Introduction to the Complex Plane

Imaginary numbers had no use when it was invented except for intellectual exploration until it was linked to coordinate geometry.  The complex number $a + bi$ can be plotted as the ordered pair $(a,b)$ where $a$ is the real part and $b$ is the imaginary part.  Therefore, the complex numbers $3 + 2i$, $3- 2i$, $-2 + 0i$,  and $0 - i$ can be plotted as $(3,2)$, $(3,-2)$, $(-2,0)$, and $(0,-1)$ in a “coordinate plane” respectively as shown below.  In the figure, we can see that the origin is $0 + 0i$ and that $3 - 2i$, the complex conjugate of $3 + 2i$, is its reflection along the x-axis (Can this be generalized?).

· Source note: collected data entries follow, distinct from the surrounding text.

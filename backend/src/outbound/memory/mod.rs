//! In-process repositories.
//!
//! Used when no database URL is configured and by handler tests. State lives
//! behind a `Mutex` and is lost when the process exits.

mod in_memory_account_repository;
mod in_memory_restaurant_repository;

pub use in_memory_account_repository::InMemoryAccountRepository;
pub use in_memory_restaurant_repository::InMemoryRestaurantRepository;
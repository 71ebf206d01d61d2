//! Print the OpenAPI document as JSON.

use std::io::Write;

use utoipa::OpenApi;
use yelp::doc::ApiDoc;

fn main() -> color_eyre::Result<()> {
    color_eyre::install()?;
    let json = ApiDoc::openapi().to_pretty_json()?;
    writeln!(std::io::stdout().lock(), "{json}")?;
    Ok(())
}
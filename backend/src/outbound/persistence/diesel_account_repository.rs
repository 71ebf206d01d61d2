//! PostgreSQL-backed `AccountRepository` using Diesel.

use async_trait::async_trait;
use diesel::prelude::*;
use diesel_async::RunQueryDsl;

use crate::domain::ports::{AccountRepository, AccountRepositoryError};
use crate::domain::{Account, EmailAddress, PasswordDigest, UserId};

use super::diesel_basic_error_mapping::{
    is_unique_violation, map_basic_diesel_error, map_basic_pool_error,
};
use super::models::{AccountRow, NewAccountRow};
use super::pool::{DbPool, PoolError};
use super::schema::users;

/// Diesel-backed implementation of the account repository port.
#[derive(Clone)]
pub struct DieselAccountRepository {
    pool: DbPool,
}

impl DieselAccountRepository {
    /// Create a new repository with the given connection pool.
    pub fn new(pool: DbPool) -> Self {
        Self { pool }
    }
}

fn map_pool_error(error: PoolError) -> AccountRepositoryError {
    map_basic_pool_error(error, AccountRepositoryError::connection)
}

fn map_diesel_error(error: diesel::result::Error) -> AccountRepositoryError {
    map_basic_diesel_error(
        error,
        AccountRepositoryError::query,
        AccountRepositoryError::connection,
    )
}

fn row_to_account(row: AccountRow) -> Result<Account, AccountRepositoryError> {
    let AccountRow {
        id,
        email,
        password_hash,
    } = row;
    let email = EmailAddress::new(email)
        .map_err(|err| AccountRepositoryError::query(format!("account {id} email: {err}")))?;
    Ok(Account::new(
        UserId::from_uuid(id),
        email,
        PasswordDigest::from_phc(password_hash),
    ))
}

#[async_trait]
impl AccountRepository for DieselAccountRepository {
    async fn find_by_email(
        &self,
        email: &EmailAddress,
    ) -> Result<Option<Account>, AccountRepositoryError> {
        let mut conn = self.pool.get().await.map_err(map_pool_error)?;

        let row = users::table
            .filter(users::email.eq(email.as_ref()))
            .select(AccountRow::as_select())
            .first::<AccountRow>(&mut conn)
            .await
            .optional()
            .map_err(map_diesel_error)?;

        row.map(row_to_account).transpose()
    }

    async fn insert(&self, account: &Account) -> Result<(), AccountRepositoryError> {
        let mut conn = self.pool.get().await.map_err(map_pool_error)?;

        let row = NewAccountRow {
            id: *account.id().as_uuid(),
            email: account.email().as_ref(),
            password_hash: account.password().as_str(),
        };

        match diesel::insert_into(users::table)
            .values(&row)
            .execute(&mut conn)
            .await
        {
            Ok(_) => Ok(()),
            Err(error) if is_unique_violation(&error) => Err(
                AccountRepositoryError::duplicate_email(account.email().as_ref()),
            ),
            Err(error) => Err(map_diesel_error(error)),
        }
    }
}
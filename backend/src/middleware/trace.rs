//! Middleware that opens a trace scope for every request.
//!
//! Each request runs inside [`TraceId::scope`], so handlers and domain code
//! can read the identifier through [`TraceId::current`]. The same value is
//! echoed back in the `trace-id` response header.

use std::task::{Context, Poll};

use actix_web::Error;
use actix_web::dev::{Service, ServiceRequest, ServiceResponse, Transform};
use actix_web::http::header::{HeaderName, HeaderValue};
use futures_util::future::{LocalBoxFuture, Ready, ready};
use tracing::{error, info_span, Instrument};

use crate::domain::{TRACE_ID_HEADER, TraceId};

/// Request tracing middleware.
///
/// # Examples
/// ```
/// use actix_web::App;
/// use yelp::Trace;
///
/// let app = App::new().wrap(Trace);
/// ```
#[derive(Clone)]
pub struct Trace;

impl<S, B> Transform<S, ServiceRequest> for Trace
where
    S: Service<ServiceRequest, Response = ServiceResponse<B>, Error = Error> + 'static,
    S::Future: 'static,
    B: 'static,
{
    type Response = ServiceResponse<B>;
    type Error = Error;
    type InitError = ();
    type Transform = TraceMiddleware<S>;
    type Future = Ready<Result<Self::Transform, Self::InitError>>;

    fn new_transform(&self, service: S) -> Self::Future {
        ready(Ok(TraceMiddleware { service }))
    }
}

/// Service wrapper produced by [`Trace`].
pub struct TraceMiddleware<S> {
    service: S,
}

impl<S, B> Service<ServiceRequest> for TraceMiddleware<S>
where
    S: Service<ServiceRequest, Response = ServiceResponse<B>, Error = Error> + 'static,
    S::Future: 'static,
    B: 'static,
{
    type Response = ServiceResponse<B>;
    type Error = Error;
    type Future = LocalBoxFuture<'static, Result<Self::Response, Self::Error>>;

    fn poll_ready(&self, cx: &mut Context<'_>) -> Poll<Result<(), Self::Error>> {
        self.service.poll_ready(cx)
    }

    fn call(&self, req: ServiceRequest) -> Self::Future {
        let trace_id = TraceId::generate();
        let span = info_span!(
            "request",
            %trace_id,
            method = %req.method(),
            path = %req.path()
        );
        let fut = self.service.call(req);
        let scoped = TraceId::scope(trace_id, async move {
            let mut res = fut.await?;
            match HeaderValue::from_str(&trace_id.to_string()) {
                Ok(value) => {
                    res.response_mut()
                        .headers_mut()
                        .insert(HeaderName::from_static(TRACE_ID_HEADER), value);
                }
                Err(error) => {
                    error!(%error, %trace_id, "failed to encode trace identifier header");
                }
            }
            Ok(res)
        });
        Box::pin(scoped.instrument(span))
    }
}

The plane where the complex numbers are plotted above is called the complex plane.

In the complex plane, we can observe that all numbers of the form $(a,0)$ are real numbers and these numbers are represented by the horizontal axis. The numbers of the form $(0,bi)$ are all imaginary numbers and it is represented by the vertical axis. Thus, we can call them  the real axis and the imaginary axis respectively.

In addition, we can conclude that all real numbers are complex numbers since  for all  real numbers  $a$, $a = a + 0i$. So, the set of real numbers is a subset of the set of complex numbers.